To answer your question of how to academically argue that Gareth Jones was Farmer Jones I suggest you read Orwell's 1946 essay:

THE PREVENTION OF LITERATURE

where he mentions the cover-up of the Ukraine famine (amongst other things). I think this contributes to my opinion that Orwell had a truthsayer of the famine in mind when he wrote about it in Animal Farm and for that reason chose the name of Jones. This essay also mentions how the Communist press "barred" journalists from telling the truth about what they saw. That may therefore answer Russ's earlier question about the "five barred gate" which is mentioned in Animal Farm.

bfn,
Jackie

To Orwell Today,

Jackie,

What an excellent essay THE PREVENTION OF LITERATURE by Orwell in 1945/46 -Gareth (/ Duranty debate) does indeed appear to be at the back of his thoughts:

1. "One ought not to exaggerate the direct influence of the small English Communist Party, but there can be no question about the poisonous effect of the Russian mythos on English intellectual life. Because of it known facts are suppressed and distorted to such an extent as to make it doubtful whether a true history of our times can ever be written."
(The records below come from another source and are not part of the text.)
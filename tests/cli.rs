use assert_cmd::Command;
use predicates::prelude::*;
use std::fs;
use std::path::Path;
use tempfile::TempDir;

fn helpdocs(root: &Path) -> Command {
    let mut cmd = Command::cargo_bin("helpdocs").unwrap();
    cmd.arg("--path").arg(root).env_remove("HELPDOCS_PROJECT");
    cmd
}

fn setup_project() -> TempDir {
    let tmp = TempDir::new().unwrap();
    let root = tmp.path();

    fs::write(
        root.join("helpdocs.toml"),
        r#"source_dir = "helpfiles"
output_dir = "site/reference/sharpmush-help"
mapping_path = "scripts/doc-mappings.json"
"#,
    )
    .unwrap();

    let help = root.join("helpfiles");
    fs::create_dir_all(&help).unwrap();
    fs::write(
        help.join("pennflag.md"),
        "# Flags\n\n## Flag Overview\n\nFlags are set with [help @set].\n",
    )
    .unwrap();
    fs::write(
        help.join("penntop.md"),
        "# Top-Level Topics\n\nRead [help Flag Overview|see flags] or [FOOBAR EVENT].\n\n```\n[help @set]\n```\n",
    )
    .unwrap();
    fs::write(help.join("README.txt"), "not a helpfile").unwrap();

    tmp
}

#[test]
fn index_writes_lookup_artifact() {
    let tmp = setup_project();

    helpdocs(tmp.path())
        .arg("index")
        .assert()
        .success()
        .stdout(predicate::str::contains("Indexed 3 headers"));

    let json = fs::read_to_string(tmp.path().join("scripts/doc-mappings.json")).unwrap();
    let artifact: serde_json::Value = serde_json::from_str(&json).unwrap();

    assert_eq!(artifact["mappings"]["FLAG OVERVIEW"], "pennflag");
    assert_eq!(artifact["_metadata"]["totalMappings"], 3);
    assert_eq!(artifact["index"]["penntop"][0]["original"], "Top-Level Topics");
    assert_eq!(artifact["index"]["penntop"][0]["normalized"], "TOP-LEVEL TOPICS");
}

#[test]
fn build_converts_with_links_and_frontmatter() {
    let tmp = setup_project();

    helpdocs(tmp.path()).arg("build").assert().success();

    let page =
        fs::read_to_string(tmp.path().join("site/reference/sharpmush-help/penntop.md")).unwrap();

    assert!(page.starts_with(
        "---\ntitle: \"Top-Level Topics\"\ndescription: \"SharpMUSH documentation for Top-Level Topics\"\n---\n\n"
    ));
    assert!(page.contains("## Top-Level Topics"));
    assert!(page.contains("[see flags](/reference/sharpmush-help/pennflag/#flag-overview)"));
    assert!(page.contains("[FOOBAR EVENT](/reference/sharpmush-help/pennevents/#foobar-event)"));
    assert!(page.contains("```\n[help @set]\n```"));
    assert!(!tmp
        .path()
        .join("site/reference/sharpmush-help/README.txt")
        .exists());
}

#[test]
fn convert_without_artifact_uses_fallback() {
    let tmp = setup_project();

    helpdocs(tmp.path())
        .arg("convert")
        .assert()
        .success()
        .stderr(predicate::str::contains("fallback"));

    let page =
        fs::read_to_string(tmp.path().join("site/reference/sharpmush-help/pennflag.md")).unwrap();
    assert!(page.contains("[@set](/reference/sharpmush-help/penncmd/#set)"));
}

#[test]
fn convert_check_detects_stale_pages() {
    let tmp = setup_project();

    helpdocs(tmp.path())
        .args(["convert", "--check"])
        .assert()
        .failure();

    helpdocs(tmp.path()).arg("build").assert().success();

    helpdocs(tmp.path())
        .args(["convert", "--check"])
        .assert()
        .success()
        .stdout(predicate::str::contains("up to date"));
}

#[test]
fn missing_source_directory_fails() {
    let tmp = TempDir::new().unwrap();

    helpdocs(tmp.path())
        .arg("index")
        .assert()
        .failure()
        .stderr(predicate::str::contains("source directory not found"));

    helpdocs(tmp.path())
        .arg("convert")
        .assert()
        .failure()
        .stderr(predicate::str::contains("source directory not found"));

    assert!(!tmp.path().join("scripts").exists());
    assert!(!tmp.path().join("src").exists());
}

#[test]
fn empty_source_directory_warns_and_succeeds() {
    let tmp = TempDir::new().unwrap();
    fs::write(tmp.path().join("helpdocs.toml"), "source_dir = \"helpfiles\"\n").unwrap();
    fs::create_dir(tmp.path().join("helpfiles")).unwrap();

    helpdocs(tmp.path())
        .arg("index")
        .assert()
        .success()
        .stderr(predicate::str::contains("No markdown files found"));

    assert!(!tmp.path().join("scripts/doc-mappings.json").exists());
}

#[test]
fn resolve_prints_json() {
    let tmp = setup_project();
    helpdocs(tmp.path()).arg("index").assert().success();

    let output = helpdocs(tmp.path())
        .args(["-o", "json", "resolve", "Flag Overview", "nearby()"])
        .output()
        .unwrap();
    assert!(output.status.success());

    let resolved: serde_json::Value = serde_json::from_slice(&output.stdout).unwrap();
    assert_eq!(resolved[0]["document"], "pennflag");
    assert_eq!(resolved[0]["source"]["kind"], "mapping");
    assert_eq!(resolved[1]["link"], "/reference/sharpmush-help/pennfunc/#nearby");
    assert_eq!(resolved[1]["source"]["rule"], "function");
}

#[test]
fn convert_check_json_is_a_single_document() {
    let tmp = setup_project();

    let output = helpdocs(tmp.path())
        .args(["-o", "json", "convert", "--check"])
        .output()
        .unwrap();
    assert!(!output.status.success());

    let report: serde_json::Value = serde_json::from_slice(&output.stdout).unwrap();
    assert_eq!(report["changed"][0], "pennflag.md");
    assert_eq!(report["diffs"][0]["file"], "pennflag.md");
    assert!(report["diffs"][0]["diff"]
        .as_str()
        .unwrap()
        .starts_with("--- a/pennflag.md"));
}

#[test]
fn convert_check_text_prints_diffs() {
    let tmp = setup_project();

    helpdocs(tmp.path())
        .args(["convert", "--check"])
        .assert()
        .failure()
        .stdout(predicate::str::contains("--- a/pennflag.md"))
        .stdout(predicate::str::contains("+## Flags"));
}

#[test]
fn build_json_is_a_single_document() {
    let tmp = setup_project();

    let output = helpdocs(tmp.path())
        .args(["-o", "json", "build"])
        .output()
        .unwrap();
    assert!(output.status.success());

    let report: serde_json::Value = serde_json::from_slice(&output.stdout).unwrap();
    assert_eq!(report["index"]["totalMappings"], 3);
    assert_eq!(report["convert"]["converted"][0], "pennflag.md");
    assert_eq!(report["convert"]["converted"][1], "penntop.md");
}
2. "The fog of lies and misinformation that surrounds such subjects as the Ukraine famine, the Spanish civil war, Russian policy in Poland, and so forth, is not due entirely to conscious dishonesty, but any writer or journalist who is fully sympathetic for the U.S.S.R.-sympathetic, that is, in the way the Russians themselves would want him to be-does have to acquiesce in deliberate falsification on important issues."

3. "Freedom of the intellect means the freedom to report what one has seen, heard, and felt, and not to be obliged to fabricate imaginary facts and feelings."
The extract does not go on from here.